El economista era tío Fernando. Tenía título de contador público y larga experiencia con comerciantes judíos de calle Muralla. Desde finales de 1959 vaticinó que La Isla navegaba hacia El Comunismo. Yo le escuchaba en las tertulias de familia, impregnadas del tono exaltado y polémico que caracteriza nuestra identidad -yo no sabía qué era eso-. Siempre pedía calma y tiempo para explicarse. Prima Nenita -su hija-, fue la primera en "irse al norte" para salvarse de "lo que vendría". Y mis deseos de adolescente priorizaron "ir para allá también" para convertirme en el simpático y hábil "dealer" de La Vegas que soñaba ser (jugando a las cartas con los amigos era el mejor). Pero mi utopía debía esperar que mi prima enviara un "money order" por 25.00 dólares para pagar el pasaje. Ella -2 años mayor-, nunca lo hizo. Cuando tuvo esa cantidad reunida compró un perrito que le gustaba. Su decisión, cambio mi destino. Cuando lo supe -tras varios meses de agónica espera-, decidí "quedarme" -tampoco sabía qué significa eso-. Me levanté y busqué trabajo. Lo encontré en el barrio más antiguo de la ciudad, un “país" llamado Habana Vieja, Comenzó mi segunda emigración. Aprendí a "ir en guagua" -bus- diariamente hasta donde pasaba 8 horas para ganar un salario mensual de 127.00 pesos -digno entonces-. Mis estudios inconclusos de “comercio" -3 años-, me permitieron ocupar un puesto de Auxiliar de Métodos y Sistemas en una empresa consolidada de las que creó La Revolución con las expropiaciones y recuperación de lo que estaba en manos extranjeras -o no-, pero decían que "era nuestro". El Ministerio de Industrias -órgano superior de "mi empresa"-, lo gobernaba la misma persona que dirigía la Fortaleza de la Cabaña cuando 3 años antes mi tropa de boyscout se avitualló con excelentes medios: Guevara. Y ahora volví a coincidir con él, pero como su jefe. Se sumó como trabajador voluntario al conteo de almacén diseñado por mi para una de las 12 fábricas metalúrgicas donde yo debía organizar el "control de los inventarios". Le asigné la tarea de medir y anotar, cuidadosamente, las existencias de cabilla corrugada.

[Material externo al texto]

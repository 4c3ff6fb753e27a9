//! Core domain structures for alarm-statistics processing.
//!
//! Defines ordered pollutant threshold tables, the severity invariant
//! between the two alarm tiers, and explicit station-to-zone membership.

use polars::prelude::*;
use serde::{Deserialize, Serialize};

use crate::error::{Result, VocsError};

/// One pollutant with its alarm concentration threshold.
#[derive(Debug, Clone, PartialEq, Serialize, Deserialize)]
pub struct ThresholdEntry {
    pub pollutant: String,
    pub threshold: f64,
}

/// Ordered mapping from pollutant name to alarm threshold.
///
/// Order matters: result tables carry their pollutant columns in the same
/// order as the source threshold table.
#[derive(Debug, Clone, Default, PartialEq, Serialize, Deserialize)]
pub struct ThresholdTable {
    entries: Vec<ThresholdEntry>,
}

impl ThresholdTable {
    pub fn new(entries: Vec<ThresholdEntry>) -> Self {
        Self { entries }
    }

    /// Build from a two-column frame: first column pollutant name, second
    /// column numeric threshold. Column names are irrelevant, position is
    /// the contract.
    pub fn from_dataframe(df: &DataFrame, table_name: &str) -> Result<Self> {
        let columns = df.get_columns();
        if columns.len() < 2 {
            return Err(VocsError::configuration(format!(
                "threshold table '{}' needs a pollutant and a threshold column, found {}",
                table_name,
                columns.len()
            )));
        }

        let names = columns[0].cast(&DataType::String)?;
        let names = names.str()?;
        let values = columns[1].cast(&DataType::Float64)?;
        let values = values.f64()?;

        let mut entries = Vec::with_capacity(df.height());
        for (name, value) in names.into_iter().zip(values.into_iter()) {
            match (name, value) {
                (Some(name), Some(value)) => entries.push(ThresholdEntry {
                    pollutant: name.to_string(),
                    threshold: value,
                }),
                _ => {
                    return Err(VocsError::configuration(format!(
                        "threshold table '{}' has a row with a missing pollutant or threshold",
                        table_name
                    )));
                }
            }
        }

        Ok(Self { entries })
    }

    pub fn entries(&self) -> &[ThresholdEntry] {
        &self.entries
    }

    /// Pollutant names in table order.
    pub fn pollutants(&self) -> Vec<String> {
        self.entries.iter().map(|e| e.pollutant.clone()).collect()
    }

    pub fn get(&self, pollutant: &str) -> Option<f64> {
        self.entries
            .iter()
            .find(|e| e.pollutant == pollutant)
            .map(|e| e.threshold)
    }

    pub fn contains(&self, pollutant: &str) -> bool {
        self.get(pollutant).is_some()
    }

    pub fn len(&self) -> usize {
        self.entries.len()
    }

    pub fn is_empty(&self) -> bool {
        self.entries.is_empty()
    }
}

/// Check that for every pollutant present in both tiers the level-3
/// threshold does not exceed the level-2 threshold.
///
/// Level-2 is the stricter, higher bar; a level-3 threshold above it would
/// make the level-3-minus-level-2 subtraction go negative.
pub fn check_severity_invariant(level_2: &ThresholdTable, level_3: &ThresholdTable) -> Result<()> {
    for entry in level_2.entries() {
        if let Some(loose) = level_3.get(&entry.pollutant)
            && loose > entry.threshold
        {
            return Err(VocsError::SeverityInvariant {
                pollutant: entry.pollutant.clone(),
                level_2: entry.threshold,
                level_3: loose,
            });
        }
    }
    Ok(())
}

/// A named geographic grouping of stations, in membership-table order.
#[derive(Debug, Clone, PartialEq, Serialize, Deserialize)]
pub struct Zone {
    pub name: String,
    pub stations: Vec<String>,
}

/// Explicit station-to-zone membership.
///
/// Replaces positional station-list slicing: membership survives station
/// reordering and additions, and an unknown zone is a hard error instead of
/// an unsliced table.
#[derive(Debug, Clone, Default, PartialEq, Serialize, Deserialize)]
pub struct ZoneRegistry {
    zones: Vec<Zone>,
}

impl ZoneRegistry {
    /// Build from a two-column frame: first column station name, second
    /// column zone name. Zone and station order follow first appearance.
    pub fn from_dataframe(df: &DataFrame) -> Result<Self> {
        let columns = df.get_columns();
        if columns.len() < 2 {
            return Err(VocsError::configuration(format!(
                "zone membership table needs a station and a zone column, found {}",
                columns.len()
            )));
        }

        let stations = columns[0].cast(&DataType::String)?;
        let stations = stations.str()?;
        let zone_names = columns[1].cast(&DataType::String)?;
        let zone_names = zone_names.str()?;

        let mut registry = Self { zones: Vec::new() };
        for (station, zone) in stations.into_iter().zip(zone_names.into_iter()) {
            let (Some(station), Some(zone)) = (station, zone) else {
                return Err(VocsError::configuration(
                    "zone membership table has a row with a missing station or zone",
                ));
            };
            registry.assign(station, zone)?;
        }

        Ok(registry)
    }

    fn assign(&mut self, station: &str, zone: &str) -> Result<()> {
        // One zone per station; a second assignment is a config error.
        if let Some(existing) = self.zone_of(station) {
            return Err(VocsError::DuplicateZoneAssignment {
                station: station.to_string(),
                first: existing.to_string(),
                second: zone.to_string(),
            });
        }

        match self.zones.iter_mut().find(|z| z.name == zone) {
            Some(z) => z.stations.push(station.to_string()),
            None => self.zones.push(Zone {
                name: zone.to_string(),
                stations: vec![station.to_string()],
            }),
        }
        Ok(())
    }

    pub fn zones(&self) -> &[Zone] {
        &self.zones
    }

    /// Zone names in first-appearance order.
    pub fn zone_names(&self) -> Vec<String> {
        self.zones.iter().map(|z| z.name.clone()).collect()
    }

    pub fn zone_of(&self, station: &str) -> Option<&str> {
        self.zones
            .iter()
            .find(|z| z.stations.iter().any(|s| s == station))
            .map(|z| z.name.as_str())
    }

    /// Ordered station list for a zone, or `UnknownZone` naming the zones
    /// that do exist.
    pub fn stations_in(&self, zone: &str) -> Result<&[String]> {
        self.zones
            .iter()
            .find(|z| z.name == zone)
            .map(|z| z.stations.as_slice())
            .ok_or_else(|| VocsError::UnknownZone {
                zone: zone.to_string(),
                known: self.zone_names().join(", "),
            })
    }

    pub fn len(&self) -> usize {
        self.zones.len()
    }

    pub fn is_empty(&self) -> bool {
        self.zones.is_empty()
    }
}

Las nuevas relaciones humanas y oportunidades que tenía ante mi gracias al trabajo, no vencieron de inmediato mis viejos sueños, ni siquiera cuando, ascendido, fui nombrarón Responsable de la Sección de Importaciones, cargo con secretaria y 3 subordinados para controlar un plan de 19 millones de dólares. Yo tenía un año menos que la cifra y mi cabeza debía compartir esa responsabilidad con una vocación por la pintura y la escultura, además de dejar espacio a clases de alemán que -según yo creía- me dejarían leer El Capital en la lengua original que fue escrito.

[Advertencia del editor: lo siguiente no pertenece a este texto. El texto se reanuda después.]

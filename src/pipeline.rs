//! Batch pipeline: load, merge, aggregate, persist.
//!
//! Input loading and the threshold severity invariant are fatal for the
//! whole run. After that, every aggregation+write pair is an independent
//! unit of work: a failing unit is recorded in the run statistics and the
//! remaining tables are still produced.

use polars::prelude::DataFrame;
use std::path::PathBuf;
use std::time::{Duration, Instant};
use tracing::{error, info, warn};

use crate::aggregators::{count_alarms, count_valid, level_3_exclusive, summarize_zone, validity_ratio};
use crate::config::RunConfig;
use crate::error::Result;
use crate::merge::{extract_subset, merge_readings, pollutant_columns, station_list};
use crate::models::check_severity_invariant;
use crate::reader::{read_readings, read_threshold_table, read_zone_registry};
use crate::writer::persist_table;

/// Accounting for one pipeline run.
#[derive(Debug, Clone, Default)]
pub struct RunStats {
    /// Output tables successfully written, with their paths.
    pub tables_written: Vec<(String, PathBuf)>,
    /// Output tables that failed, with the failure reason.
    pub failures: Vec<(String, String)>,
    /// Rows in the merged readings table.
    pub merged_rows: usize,
    /// Stations present in the merged table.
    pub stations: usize,
    /// Pollutant columns in the merged table.
    pub pollutants: usize,
    /// Total wall-clock processing time.
    pub processing_time: Duration,
}

impl RunStats {
    pub fn add_failure(&mut self, table: &str, reason: String) {
        self.failures.push((table.to_string(), reason));
    }

    pub fn is_success(&self) -> bool {
        self.failures.is_empty()
    }
}

/// One batch run over one period's data.
#[derive(Debug)]
pub struct Pipeline {
    config: RunConfig,
}

impl Pipeline {
    pub fn new(config: RunConfig) -> Self {
        Self { config }
    }

    /// Execute the full run.
    pub fn run(&self) -> Result<RunStats> {
        let start = Instant::now();
        std::fs::create_dir_all(&self.config.output_dir)?;

        // Fatal stage: inputs, thresholds, zones.
        let mut frames = Vec::with_capacity(self.config.inputs.len());
        for path in &self.config.inputs {
            frames.push(read_readings(path)?);
        }
        let merged = merge_readings(frames)?;

        let level_2 = read_threshold_table(&self.config.level_2_path, "level-2")?;
        let level_3 = read_threshold_table(&self.config.level_3_path, "level-3")?;
        check_severity_invariant(&level_2, &level_3)?;
        for entry in level_2.entries() {
            if !level_3.contains(&entry.pollutant) {
                warn!(
                    "Pollutant '{}' has a level-2 threshold but no level-3 threshold; \
                     its level-3 counts will not be adjusted",
                    entry.pollutant
                );
            }
        }

        let registry = read_zone_registry(&self.config.zones_path)?;

        let stations = station_list(&merged)?;
        let pollutants = pollutant_columns(&merged);
        info!(
            "Merged {} rows across {} stations and {} pollutants",
            merged.height(),
            stations.len(),
            pollutants.len()
        );

        let mut stats = RunStats {
            merged_rows: merged.height(),
            stations: stations.len(),
            pollutants: pollutants.len(),
            ..Default::default()
        };

        // Independent units of work from here on.
        self.persist_unit("all_pollutants_raw", Ok(merged.clone()), &mut stats);

        self.persist_unit(
            "level2_pollutants_raw",
            extract_subset(&merged, &level_2.pollutants()),
            &mut stats,
        );
        self.persist_unit(
            "level3_pollutants_raw",
            extract_subset(&merged, &level_3.pollutants()),
            &mut stats,
        );

        self.persist_unit(
            "validity_counts",
            count_valid(&merged, &stations, &pollutants),
            &mut stats,
        );
        self.persist_unit(
            "validity_ratios",
            validity_ratio(&merged, &stations, &pollutants),
            &mut stats,
        );

        let level_2_counts = count_alarms(&merged, &stations, &level_2);
        self.persist_unit(
            "level2_alarm_counts",
            level_2_counts.as_ref().map(|df| df.clone()).map_err(clone_reason),
            &mut stats,
        );

        let exclusive = count_alarms(&merged, &stations, &level_3).and_then(|level_3_counts| {
            let level_2_counts = level_2_counts.as_ref().map_err(clone_reason)?;
            level_3_exclusive(&level_3_counts, level_2_counts)
        });
        self.persist_unit("level3_alarm_counts", exclusive, &mut stats);

        for zone in registry.zone_names() {
            self.persist_unit(
                &format!("vocs_alarms_{}", zone),
                summarize_zone(
                    &merged,
                    &self.config.vocs.pollutant,
                    self.config.vocs.threshold,
                    &zone,
                    &registry,
                ),
                &mut stats,
            );
        }

        stats.processing_time = start.elapsed();
        Ok(stats)
    }

    /// Persist one result table, recording success or failure without
    /// aborting the run.
    fn persist_unit(&self, table: &str, result: Result<DataFrame>, stats: &mut RunStats) {
        let outcome = result.and_then(|df| {
            let path = self.config.output_path(table);
            persist_table(df, &path, self.config.format)?;
            Ok(path)
        });

        match outcome {
            Ok(path) => {
                info!("Wrote table '{}' to {}", table, path.display());
                stats.tables_written.push((table.to_string(), path));
            }
            Err(err) => {
                error!("Table '{}' failed: {}", table, err);
                stats.add_failure(table, err.to_string());
            }
        }
    }
}

/// The level-2 counts feed two units; errors cross the units as
/// configuration errors carrying the original reason.
fn clone_reason(err: &crate::error::VocsError) -> crate::error::VocsError {
    crate::error::VocsError::configuration(err.to_string())
}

Por supuesto, exploté. Y fui ver un psicólogo privado. Bello consultorio en Nuevo Vedado. Larga entrevista sobre mis crisis. Pruebas con figuras y preguntas extrañas. En fin, una hora hablando con alguien que me entendía. "Su caso es interesante", concluyó. Y recetó: "Necesitas 2 sesiones semanales de terapia durante varios meses". Finalmente, me invitó a ver a su ayudante para asignar los turnos y pagar la consulta. Con amable sonrisa, ella dijo: "Son 20.00 pesos por esta y por cada una de las próximas sesiones." Me dio un papel con las citas y comencé a calcular. ¡160.00 pesos al mes! Inmediatamente supe que, allí, mi enfermedad era incurable.

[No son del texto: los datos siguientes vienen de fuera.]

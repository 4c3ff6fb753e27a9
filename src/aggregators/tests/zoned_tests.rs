//! Tests for the zone-partitioned alarm summary.

use polars::prelude::*;

use crate::aggregators::summarize_zone;
use crate::constants::{STATION_COL, TIME_COL, ZONE_TOTAL_COL};
use crate::error::VocsError;
use crate::models::ZoneRegistry;

fn registry(pairs: &[(&str, &str)]) -> ZoneRegistry {
    let stations: Vec<&str> = pairs.iter().map(|(s, _)| *s).collect();
    let zones: Vec<&str> = pairs.iter().map(|(_, z)| *z).collect();
    let df = df!("station" => stations, "zone" => zones).unwrap();
    ZoneRegistry::from_dataframe(&df).unwrap()
}

/// Three timestamps, two stations, threshold 1000:
/// values [[500, 1500], [2000, 900], [800, 800]] binarize to
/// [[0, 1], [1, 0], [0, 0]]; the alarm-free third hour is dropped and the
/// totals row reads [1, 1] with grand total 2.
#[test]
fn reference_scenario() {
    let data = df!(
        STATION_COL => ["a", "b", "a", "b", "a", "b"],
        TIME_COL => ["01:00", "01:00", "02:00", "02:00", "03:00", "03:00"],
        "VOCs-36" => [500.0, 1500.0, 2000.0, 900.0, 800.0, 800.0],
    )
    .unwrap();
    let zones = registry(&[("a", "park"), ("b", "park")]);

    let result = summarize_zone(&data, "VOCs-36", 1000.0, "park", &zones).unwrap();

    assert_eq!(
        result.get_column_names_str(),
        vec![TIME_COL, "a", "b", ZONE_TOTAL_COL]
    );
    let labels: Vec<Option<&str>> = result
        .column(TIME_COL)
        .unwrap()
        .str()
        .unwrap()
        .into_iter()
        .collect();
    assert_eq!(labels, vec![Some("01:00"), Some("02:00"), Some("Total")]);

    let a = result.column("a").unwrap().u32().unwrap();
    let b = result.column("b").unwrap().u32().unwrap();
    let totals = result.column(ZONE_TOTAL_COL).unwrap().u32().unwrap();
    assert_eq!(a.get(0), Some(0));
    assert_eq!(b.get(0), Some(1));
    assert_eq!(a.get(1), Some(1));
    assert_eq!(b.get(1), Some(0));
    assert_eq!(totals.get(0), Some(1));
    assert_eq!(totals.get(1), Some(1));
    // totals row
    assert_eq!(a.get(2), Some(1));
    assert_eq!(b.get(2), Some(1));
    assert_eq!(totals.get(2), Some(2));
}

#[test]
fn unknown_zone_is_a_reported_error() {
    let data = df!(
        STATION_COL => ["a"],
        TIME_COL => ["01:00"],
        "VOCs-36" => [1500.0],
    )
    .unwrap();
    let zones = registry(&[("a", "park")]);

    let err = summarize_zone(&data, "VOCs-36", 1000.0, "北京", &zones).unwrap_err();
    assert!(matches!(err, VocsError::UnknownZone { ref zone, .. } if zone == "北京"));
}

#[test]
fn columns_restrict_to_the_requested_zone() {
    let data = df!(
        STATION_COL => ["a", "b", "c"],
        TIME_COL => ["01:00", "01:00", "01:00"],
        "VOCs-36" => [1500.0, 1500.0, 1500.0],
    )
    .unwrap();
    let zones = registry(&[("a", "east"), ("b", "east"), ("c", "west")]);

    let result = summarize_zone(&data, "VOCs-36", 1000.0, "west", &zones).unwrap();
    assert_eq!(
        result.get_column_names_str(),
        vec![TIME_COL, "c", ZONE_TOTAL_COL]
    );
    let totals = result.column(ZONE_TOTAL_COL).unwrap().u32().unwrap();
    assert_eq!(totals.get(0), Some(1)); // only c's alarm counts for west
}

#[test]
fn missing_pairs_stay_zero_instead_of_shifting() {
    // station b has no 02:00 reading at all; its 03:00 alarm must land on
    // 03:00, not slide into the 02:00 slot
    let data = df!(
        STATION_COL => ["a", "b", "a", "a", "b"],
        TIME_COL => ["01:00", "01:00", "02:00", "03:00", "03:00"],
        "VOCs-36" => [500.0, 600.0, 700.0, 800.0, 1500.0],
    )
    .unwrap();
    let zones = registry(&[("a", "park"), ("b", "park")]);

    let result = summarize_zone(&data, "VOCs-36", 1000.0, "park", &zones).unwrap();
    let labels: Vec<Option<&str>> = result
        .column(TIME_COL)
        .unwrap()
        .str()
        .unwrap()
        .into_iter()
        .collect();
    assert_eq!(labels, vec![Some("03:00"), Some("Total")]);

    let b = result.column("b").unwrap().u32().unwrap();
    assert_eq!(b.get(0), Some(1));
}

#[test]
fn duplicate_pairs_accumulate_independently() {
    let data = df!(
        STATION_COL => ["a", "a"],
        TIME_COL => ["01:00", "01:00"],
        "VOCs-36" => [1500.0, 2000.0],
    )
    .unwrap();
    let zones = registry(&[("a", "park")]);

    let result = summarize_zone(&data, "VOCs-36", 1000.0, "park", &zones).unwrap();
    let a = result.column("a").unwrap().u32().unwrap();
    assert_eq!(a.get(0), Some(2));
}

#[test]
fn alarm_free_period_yields_an_empty_table() {
    let data = df!(
        STATION_COL => ["a", "a"],
        TIME_COL => ["01:00", "02:00"],
        "VOCs-36" => [100.0, 200.0],
    )
    .unwrap();
    let zones = registry(&[("a", "park")]);

    let result = summarize_zone(&data, "VOCs-36", 1000.0, "park", &zones).unwrap();
    assert_eq!(result.height(), 0);
    assert_eq!(
        result.get_column_names_str(),
        vec![TIME_COL, "a", ZONE_TOTAL_COL]
    );
}

#[test]
fn missing_readings_compare_as_non_alarms() {
    let data = df!(
        STATION_COL => ["a", "a"],
        TIME_COL => ["01:00", "02:00"],
        "VOCs-36" => [Some(1500.0), None],
    )
    .unwrap();
    let zones = registry(&[("a", "park")]);

    let result = summarize_zone(&data, "VOCs-36", 1000.0, "park", &zones).unwrap();
    let a = result.column("a").unwrap().u32().unwrap();
    // only the 01:00 alarm row plus totals survive
    assert_eq!(result.height(), 2);
    assert_eq!(a.get(0), Some(1));
    assert_eq!(a.get(1), Some(1));
}

#[test]
fn zone_station_absent_from_data_gets_a_zero_column() {
    let data = df!(
        STATION_COL => ["a"],
        TIME_COL => ["01:00"],
        "VOCs-36" => [1500.0],
    )
    .unwrap();
    let zones = registry(&[("a", "park"), ("ghost", "park")]);

    let result = summarize_zone(&data, "VOCs-36", 1000.0, "park", &zones).unwrap();
    let ghost = result.column("ghost").unwrap().u32().unwrap();
    assert_eq!(ghost.get(0), Some(0));
    assert_eq!(ghost.get(1), Some(0)); // totals row
}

Al siguiente día llegué a mi oficina y un activista sindical pasó preguntando quién quería apuntarse para ir a cortar caña a un "país" llamado Camagüey. Y, sin pensarlo, me anoté. 72 horas más tarde estaba en un tren, lleno de rudos metalúrgicos que comenzaron a protestar cuando tras 12 horas de viaje la locomotora se detuvo -habíamos llegado al fin de la vía férrea- y vimos ante nosotros los sembrados interminables del central Violeta en Mamanantuabo. Bajamos y miré a mi alrededor. A unos metros de los vagones, descubrí las pequeñas pirámides de guano de varios varaentierra. Y saliendo de ellas a macheteros con largas melenas y barbas, vestidos con pantalones a media pierna y camisas rústicas de tela arpillera, tiznada por el hollín de las quemas de cañaverales. Venían a recibirnos. Entonces pensé: "...acabo de llegar a la pre-historia, estoy curado..."

Allí tumbé mis primeras cañas y cargué a mano en carretas -como la que se ve en la foto-, las 500 arrobas de la norma diaria por machetero, hasta que llegó el telegrama que me ordenaba volver a La Habana para incorporarme al Servicio Militar Obligatorio.